- Task item -
Within the material below, filter for lines that hold the word "Tires".

- Working data -
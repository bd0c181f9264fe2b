//! Config validation: unknown-key detection with Levenshtein suggestions.
//!
//! Two-pass parse approach: first deserialize raw TOML into `toml::Value`,
//! walk the key tree, compare against known field names, and emit warnings
//! with "did you mean?" suggestions. Then proceed with normal serde
//! deserialization. Warnings never break existing configs.

use std::collections::HashSet;

/// A non-fatal config warning (typo, suspicious value).
#[derive(Debug, Clone)]
pub struct ValidationWarning {
    pub field: String,
    pub message: String,
    pub suggestion: Option<String>,
}

impl std::fmt::Display for ValidationWarning {
    fn fmt(&self, f: &mut std::fmt::Formatter<'_>) -> std::fmt::Result {
        write!(f, "{}", self.message)?;
        if let Some(ref s) = self.suggestion {
            write!(f, " (did you mean '{s}'?)")?;
        }
        Ok(())
    }
}

// ============================================================================
// Known Config Keys
// ============================================================================

/// Returns the complete set of valid dotted key paths for KarmaConfig.
///
/// Maintained by hand to match the struct hierarchy in karma_config.rs.
/// `aggregation` is an array of tables and is not walked.
pub fn known_config_keys() -> HashSet<&'static str> {
    let keys: &[&str] = &[
        // [paths]
        "paths",
        "paths.data_root",
        "paths.artifact_dir",
        // [columns]
        "columns",
        "columns.vehicle",
        "columns.vehicle_number",
        "columns.timestamp_candidates",
        "columns.lap_candidates",
        "columns.signal_name",
        "columns.signal_value",
        // [laps]
        "laps",
        "laps.window_seconds",
        // [[aggregation]]
        "aggregation",
        // [inference]
        "inference",
        "inference.materiality_threshold",
        "inference.medium_risk_threshold",
        "inference.high_risk_threshold",
        // [karma]
        "karma",
        "karma.smoothing",
        "karma.trend_lookback_laps",
        "karma.trend_deadband",
        // [server]
        "server",
        "server.addr",
        "server.max_upload_bytes",
    ];
    keys.iter().copied().collect()
}

/// Collect every dotted key path of a TOML document (tables only).
pub fn walk_toml_keys(value: &toml::Value, prefix: &str) -> Vec<String> {
    let mut keys = Vec::new();
    if let Some(table) = value.as_table() {
        for (k, v) in table {
            let path = if prefix.is_empty() {
                k.clone()
            } else {
                format!("{prefix}.{k}")
            };
            keys.push(path.clone());
            if v.is_table() {
                keys.extend(walk_toml_keys(v, &path));
            }
        }
    }
    keys
}

fn levenshtein(a: &str, b: &str) -> usize {
    let a_len = a.chars().count();
    let b_len = b.chars().count();
    if a_len == 0 {
        return b_len;
    }
    if b_len == 0 {
        return a_len;
    }

    let mut prev: Vec<usize> = (0..=b_len).collect();
    let mut curr = vec![0; b_len + 1];

    for (i, ca) in a.chars().enumerate() {
        curr[0] = i + 1;
        for (j, cb) in b.chars().enumerate() {
            let cost = usize::from(ca != cb);
            curr[j + 1] = (prev[j + 1] + 1).min(curr[j] + 1).min(prev[j] + cost);
        }
        std::mem::swap(&mut prev, &mut curr);
    }

    prev[b_len]
}

/// Closest known key within edit distance 3, if any.
pub fn suggest_correction(unknown: &str, known: &HashSet<&str>) -> Option<String> {
    known
        .iter()
        .map(|&k| (k, levenshtein(unknown, k)))
        .filter(|&(_, dist)| dist <= 3)
        .min_by(|a, b| a.1.cmp(&b.1).then_with(|| a.0.cmp(b.0)))
        .map(|(k, _)| k.to_string())
}

/// Warn about keys that do not map to any config field.
pub fn validate_unknown_keys(raw_toml: &str) -> Vec<ValidationWarning> {
    let value: toml::Value = match raw_toml.parse() {
        Ok(v) => v,
        Err(_) => return Vec::new(), // parse errors are handled by serde later
    };

    let known = known_config_keys();
    walk_toml_keys(&value, "")
        .into_iter()
        .filter(|key| !known.contains(key.as_str()))
        .map(|key| {
            let suggestion = suggest_correction(&key, &known);
            ValidationWarning {
                message: format!("Unknown config key '{key}'"),
                field: key,
                suggestion,
            }
        })
        .collect()
}
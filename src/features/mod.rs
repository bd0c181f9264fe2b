//! Feature Aggregator
//!
//! Groups canonical rows by (vehicle, lap) and reduces every configured
//! signal to its configured statistics. Output feature names follow
//! `{signal}_{stat}`, e.g. `speed_mean`.
//!
//! Missing values are skipped, never imputed. Standard deviation is the
//! sample (n - 1) definition and is reported as 0 below two samples.

use serde::{Deserialize, Serialize};
use statrs::statistics::Statistics;
use std::collections::BTreeMap;

use crate::types::{CanonicalRow, LapFeatureVector};

// ============================================================================
// Aggregation Specs
// ============================================================================

/// One statistic computed over the values of a signal within a lap.
#[derive(Debug, Clone, Copy, PartialEq, Eq, Hash, Serialize, Deserialize)]
#[serde(rename_all = "lowercase")]
pub enum AggregateStat {
    Mean,
    Max,
    Min,
    Std,
    Count,
}

impl AggregateStat {
    pub fn as_str(self) -> &'static str {
        match self {
            AggregateStat::Mean => "mean",
            AggregateStat::Max => "max",
            AggregateStat::Min => "min",
            AggregateStat::Std => "std",
            AggregateStat::Count => "count",
        }
    }

    /// Reduce `values` (finite, at least one) to this statistic.
    fn compute(self, values: &[f64]) -> f64 {
        match self {
            AggregateStat::Mean => Statistics::mean(values),
            AggregateStat::Max => Statistics::max(values),
            AggregateStat::Min => Statistics::min(values),
            AggregateStat::Std => {
                if values.len() < 2 {
                    0.0
                } else {
                    Statistics::std_dev(values)
                }
            }
            AggregateStat::Count => values.len() as f64,
        }
    }
}

impl std::fmt::Display for AggregateStat {
    fn fmt(&self, f: &mut std::fmt::Formatter<'_>) -> std::fmt::Result {
        f.write_str(self.as_str())
    }
}

/// Statistics to compute for one signal.
#[derive(Debug, Clone, PartialEq, Serialize, Deserialize)]
pub struct AggregationSpec {
    pub signal: String,
    pub stats: Vec<AggregateStat>,
}

/// Column name of an aggregate (`speed` + `Mean` → `speed_mean`).
pub fn feature_name(signal: &str, stat: AggregateStat) -> String {
    format!("{}_{}", signal, stat.as_str())
}

// ============================================================================
// Aggregator
// ============================================================================

/// Per-lap reducer over a fixed aggregation table.
#[derive(Debug, Clone)]
pub struct FeatureAggregator<'a> {
    specs: &'a [AggregationSpec],
}

impl<'a> FeatureAggregator<'a> {
    pub fn new(specs: &'a [AggregationSpec]) -> Self {
        Self { specs }
    }

    /// Every feature name this aggregator can emit, in spec order.
    pub fn feature_names(&self) -> Vec<String> {
        self.specs
            .iter()
            .flat_map(|spec| spec.stats.iter().map(|&stat| feature_name(&spec.signal, stat)))
            .collect()
    }

    /// Aggregate rows into one vector per (vehicle, lap), sorted by vehicle
    /// then lap. Only groups with at least one row exist.
    pub fn aggregate(&self, rows: &[CanonicalRow]) -> Vec<LapFeatureVector> {
        let mut groups: BTreeMap<(&str, u32), Vec<&CanonicalRow>> = BTreeMap::new();
        for row in rows {
            groups
                .entry((row.vehicle_id.as_str(), row.lap))
                .or_default()
                .push(row);
        }

        groups
            .into_iter()
            .map(|((vehicle_id, lap), group)| self.aggregate_group(vehicle_id, lap, &group))
            .collect()
    }

    fn aggregate_group(&self, vehicle_id: &str, lap: u32, group: &[&CanonicalRow]) -> LapFeatureVector {
        let mut features = BTreeMap::new();

        for spec in self.specs {
            let values: Vec<f64> = group
                .iter()
                .filter_map(|row| row.signals.get(&spec.signal).copied())
                .filter(|v| v.is_finite())
                .collect();

            for &stat in &spec.stats {
                if values.is_empty() {
                    // Nothing observed: only the count is meaningful.
                    if stat == AggregateStat::Count {
                        features.insert(feature_name(&spec.signal, stat), 0.0);
                    }
                    continue;
                }
                features.insert(feature_name(&spec.signal, stat), stat.compute(&values));
            }
        }

        let lap_start = group.iter().filter_map(|r| r.timestamp).min();
        let lap_end = group.iter().filter_map(|r| r.timestamp).max();

        LapFeatureVector {
            vehicle_id: vehicle_id.to_string(),
            lap,
            samples_per_lap: group.len(),
            features,
            lap_start,
            lap_end,
        }
    }
}

// ============================================================================
// Tests
// ============================================================================
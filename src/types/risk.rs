//! Risk inference outputs.

use serde::{Deserialize, Serialize};
use std::collections::BTreeMap;

/// Tracked vehicle components, each with an optional dedicated model.
#[derive(Debug, Clone, Copy, Serialize, Deserialize, PartialEq, Eq, PartialOrd, Ord, Hash)]
#[serde(rename_all = "lowercase")]
pub enum Component {
    Engine,
    Gearbox,
    Brakes,
    Tires,
}

impl Component {
    pub const ALL: [Component; 4] = [
        Component::Engine,
        Component::Gearbox,
        Component::Brakes,
        Component::Tires,
    ];

    /// Artifact / column key (`engine`, `gearbox`, ...).
    pub fn as_str(self) -> &'static str {
        match self {
            Component::Engine => "engine",
            Component::Gearbox => "gearbox",
            Component::Brakes => "brakes",
            Component::Tires => "tires",
        }
    }

    pub fn parse(name: &str) -> Option<Self> {
        Self::ALL
            .into_iter()
            .find(|c| c.as_str().eq_ignore_ascii_case(name.trim()))
    }
}

impl std::fmt::Display for Component {
    fn fmt(&self, f: &mut std::fmt::Formatter<'_>) -> std::fmt::Result {
        write!(f, "{}", self.as_str())
    }
}

/// Coarse risk band of the overall DNF probability.
#[derive(Debug, Clone, Copy, Serialize, Deserialize, PartialEq, Eq, Hash)]
#[serde(rename_all = "lowercase")]
pub enum RiskLevel {
    Low,
    Medium,
    High,
}

impl std::fmt::Display for RiskLevel {
    fn fmt(&self, f: &mut std::fmt::Formatter<'_>) -> std::fmt::Result {
        match self {
            RiskLevel::Low => write!(f, "low"),
            RiskLevel::Medium => write!(f, "medium"),
            RiskLevel::High => write!(f, "high"),
        }
    }
}

/// The component with the highest material failure probability.
#[derive(Debug, Clone, Copy, Serialize, Deserialize, PartialEq)]
pub struct ComponentRisk {
    pub component: Component,
    pub probability: f64,
}

/// Failure-risk estimate for one (vehicle, lap).
///
/// `dnf_probability` is `None` when the overall model is unavailable.
/// Components without a loaded model are absent from
/// `component_predictions`.
#[derive(Debug, Clone, PartialEq, Serialize, Deserialize)]
pub struct RiskPrediction {
    pub vehicle_id: String,
    pub lap: u32,
    pub dnf_probability: Option<f64>,
    pub risk_level: Option<RiskLevel>,
    pub component_predictions: BTreeMap<Component, f64>,
    pub most_at_risk_component: Option<ComponentRisk>,
}

impl RiskPrediction {
    pub fn component(&self, component: Component) -> Option<f64> {
        self.component_predictions.get(&component).copied()
    }
}
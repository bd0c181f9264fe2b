//! Lap boundary markers.
//!
//! Timing systems publish two tables: one lap-start marker and one lap-end
//! marker per (vehicle, lap). Column names vary between exports, so the lap
//! column may be `lap_number` or `lap`, and the time column `timestamp` or
//! `value`. When a lap has several markers the earliest start and the
//! latest end are kept. Laps with only one side are dropped.

use chrono::{DateTime, Utc};
use std::collections::{BTreeMap, HashMap};

use super::normalizer::parse_lap;
use super::table::RawTable;
use super::timestamp::parse_timestamp;
use super::SchemaError;
use crate::pipeline::{DataIntegrityWarning, Diagnostics};

const LAP_COLUMNS: [&str; 2] = ["lap_number", "lap"];
const TIME_COLUMNS: [&str; 2] = ["timestamp", "value"];

/// Half-open `[start, end)` interval of one lap.
#[derive(Debug, Clone, Copy, PartialEq, Eq)]
pub struct LapWindow {
    pub lap: u32,
    pub start: DateTime<Utc>,
    pub end: DateTime<Utc>,
}

impl LapWindow {
    pub fn contains(&self, ts: DateTime<Utc>) -> bool {
        self.start <= ts && ts < self.end
    }
}

/// Per-vehicle lap windows sorted by start time.
#[derive(Debug, Clone, Default, PartialEq)]
pub struct LapBoundaries {
    windows: BTreeMap<String, Vec<LapWindow>>,
}

impl LapBoundaries {
    /// Build from explicit windows (tests, in-memory callers).
    pub fn from_windows(windows: impl IntoIterator<Item = (String, LapWindow)>) -> Self {
        let mut map: BTreeMap<String, Vec<LapWindow>> = BTreeMap::new();
        for (vehicle, w) in windows {
            map.entry(vehicle).or_default().push(w);
        }
        for list in map.values_mut() {
            list.sort_by_key(|w| (w.start, w.lap));
        }
        Self { windows: map }
    }

    /// Pair start and end marker tables.
    pub fn from_tables(
        starts: &RawTable,
        ends: &RawTable,
        vehicle_column: &str,
        diag: &mut Diagnostics,
    ) -> Result<Self, SchemaError> {
        let starts = read_markers(starts, "lap_start", vehicle_column)?;
        let ends = read_markers(ends, "lap_end", vehicle_column)?;

        let mut windows = Vec::new();
        for ((vehicle, lap), start) in &starts {
            let Some(&end) = ends
                .get(&(vehicle.clone(), *lap))
                .map(|(_, latest)| latest)
            else {
                continue;
            };
            let start = start.0;
            if end <= start {
                diag.push(DataIntegrityWarning::MalformedBoundary {
                    vehicle_id: vehicle.clone(),
                    lap: *lap,
                    reason: format!("end {end} is not after start {start}"),
                });
                continue;
            }
            windows.push((vehicle.clone(), LapWindow { lap: *lap, start, end }));
        }

        let unpaired = starts.len() + ends.len() - 2 * windows.len();
        let boundaries = Self::from_windows(windows);
        tracing::info!(
            vehicles = boundaries.windows.len(),
            laps = boundaries.lap_count(),
            unpaired,
            "Lap boundaries loaded"
        );
        Ok(boundaries)
    }

    pub fn is_empty(&self) -> bool {
        self.windows.is_empty()
    }

    pub fn lap_count(&self) -> usize {
        self.windows.values().map(Vec::len).sum()
    }

    pub fn has_vehicle(&self, vehicle_id: &str) -> bool {
        self.windows.contains_key(vehicle_id)
    }

    pub fn windows(&self, vehicle_id: &str) -> &[LapWindow] {
        self.windows.get(vehicle_id).map_or(&[], Vec::as_slice)
    }

    /// Lap whose `[start, end)` contains `ts`; the latest start wins when
    /// windows overlap.
    pub fn lap_at(&self, vehicle_id: &str, ts: DateTime<Utc>) -> Option<u32> {
        let windows = self.windows(vehicle_id);
        let upto = windows.partition_point(|w| w.start <= ts);
        windows[..upto]
            .iter()
            .rev()
            .find(|w| w.contains(ts))
            .map(|w| w.lap)
    }
}

/// (vehicle, lap) → (earliest, latest) marker time.
type Markers = HashMap<(String, u32), (DateTime<Utc>, DateTime<Utc>)>;

fn read_markers(
    table: &RawTable,
    name: &'static str,
    vehicle_column: &str,
) -> Result<Markers, SchemaError> {
    let vehicle_idx = table
        .column_index(vehicle_column)
        .ok_or_else(|| SchemaError::MissingColumn {
            table: name,
            candidates: vec![vehicle_column.to_string()],
        })?;
    let lap_idx = first_column(table, &LAP_COLUMNS, name)?;
    let time_idx = first_column(table, &TIME_COLUMNS, name)?;

    let mut markers: Markers = HashMap::new();
    for cells in table.rows() {
        let vehicle = cells[vehicle_idx].trim();
        let (Some(lap), Some(ts)) = (parse_lap(&cells[lap_idx]), parse_timestamp(&cells[time_idx]))
        else {
            continue;
        };
        if vehicle.is_empty() {
            continue;
        }
        markers
            .entry((vehicle.to_string(), lap))
            .and_modify(|(lo, hi)| {
                *lo = (*lo).min(ts);
                *hi = (*hi).max(ts);
            })
            .or_insert((ts, ts));
    }
    Ok(markers)
}

fn first_column(table: &RawTable, candidates: &[&str], name: &'static str) -> Result<usize, SchemaError> {
    candidates
        .iter()
        .find_map(|c| table.column_index(c))
        .ok_or_else(|| SchemaError::MissingColumn {
            table: name,
            candidates: candidates.iter().map(ToString::to_string).collect(),
        })
}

- Written response -
    Tires,
        Component::Tires,
            Component::Tires => "tires",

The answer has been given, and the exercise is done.